What to produce: In the entries that follow, find the line containing "pub enum NotificationRoute", then output exactly every line from the first through that one.

Data in this exercise:
* * * * * * * * *

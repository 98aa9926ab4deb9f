//! Notification method routing
//!
//! Methods arrive in slash form (`turn/completed`) or dot form
//! (`turn.completed`). Both normalize to slash form and resolve through one
//! table built on first use.

use std::collections::HashMap;
use std::sync::LazyLock;

use super::tools::ToolKind;

/// What a notification means to the run coordinator
#[derive(Debug, Clone, Copy, PartialEq, Eq)]
pub enum NotificationRoute {
    /// Agent assigned or switched the thread
    ThreadStarted,
    /// Agent started the turn (carries the turn id)
    TurnStarted,
    /// Turn status update; terminal statuses complete the run
    TurnUpdated,
    /// Turn finished; status decides success or failure
    TurnCompleted,
    /// Failure-flavored terminal notification
    TurnFailed,
    /// Item lifecycle start; tool items carry `item.type`
    ItemStarted,
    /// Item lifecycle completion
    ItemCompleted,
    /// Legacy begin event for a built-in tool
    ToolBegin(ToolKind),
    /// Legacy end event for a built-in tool
    ToolEnd(ToolKind),
}

static ROUTES: LazyLock<HashMap<&'static str, NotificationRoute>> = LazyLock::new(|| {
    use NotificationRoute::{
        ItemCompleted, ItemStarted, ThreadStarted, ToolBegin, ToolEnd, TurnCompleted,
        TurnFailed, TurnStarted, TurnUpdated,
    };

    HashMap::from([
        ("thread/started", ThreadStarted),
        ("turn/started", TurnStarted),
        ("turn/updated", TurnUpdated),
        ("turn/completed", TurnCompleted),
        ("turn/failed", TurnFailed),
        ("turn/interrupted", TurnFailed),
        ("turn/cancelled", TurnFailed),
        ("turn/canceled", TurnFailed),
        ("item/started", ItemStarted),
        ("item/completed", ItemCompleted),
        (
            "codex/event/exec_command_begin",
            ToolBegin(ToolKind::CommandExecution),
        ),
        (
            "codex/event/exec_command_end",
            ToolEnd(ToolKind::CommandExecution),
        ),
        ("codex/event/web_search_begin", ToolBegin(ToolKind::WebSearch)),
        ("codex/event/web_search_end", ToolEnd(ToolKind::WebSearch)),
        ("codex/event/patch_apply_begin", ToolBegin(ToolKind::FileChange)),
        ("codex/event/patch_apply_end", ToolEnd(ToolKind::FileChange)),
    ])
});

/// Convert a dot-delimited method name to slash form
///
/// # Examples
/// ```
/// use kodegen_codex_bridge::normalize::normalize_method;
///
/// assert_eq!(normalize_method("turn.completed"), "turn/completed");
/// assert_eq!(normalize_method("item/started"), "item/started");
/// ```
#[must_use]
pub fn normalize_method(method: &str) -> String {
    method.replace('.', "/")
}

/// Look up the route for a method in either spelling
#[must_use]
pub fn route(method: &str) -> Option<NotificationRoute> {
    ROUTES.get(normalize_method(method).as_str()).copied()
}

/// Status implied by a failure notification that carries none
#[must_use]
pub fn implied_failure_status(method: &str) -> &'static str {
    match normalize_method(method).as_str() {
        "turn/interrupted" => "interrupted",
        "turn/cancelled" | "turn/canceled" => "cancelled",
        _ => "failed",
    }
}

* * * * * * * * *

Written solution:
repository 98aa9926ab4deb9f
//! Notification method routing
//!
//! Methods arrive in slash form (`turn/completed`) or dot form
//! (`turn.completed`). Both normalize to slash form and resolve through one
//! table built on first use.

use std::collections::HashMap;
use std::sync::LazyLock;

use super::tools::ToolKind;

/// What a notification means to the run coordinator
#[derive(Debug, Clone, Copy, PartialEq, Eq)]
pub enum NotificationRoute {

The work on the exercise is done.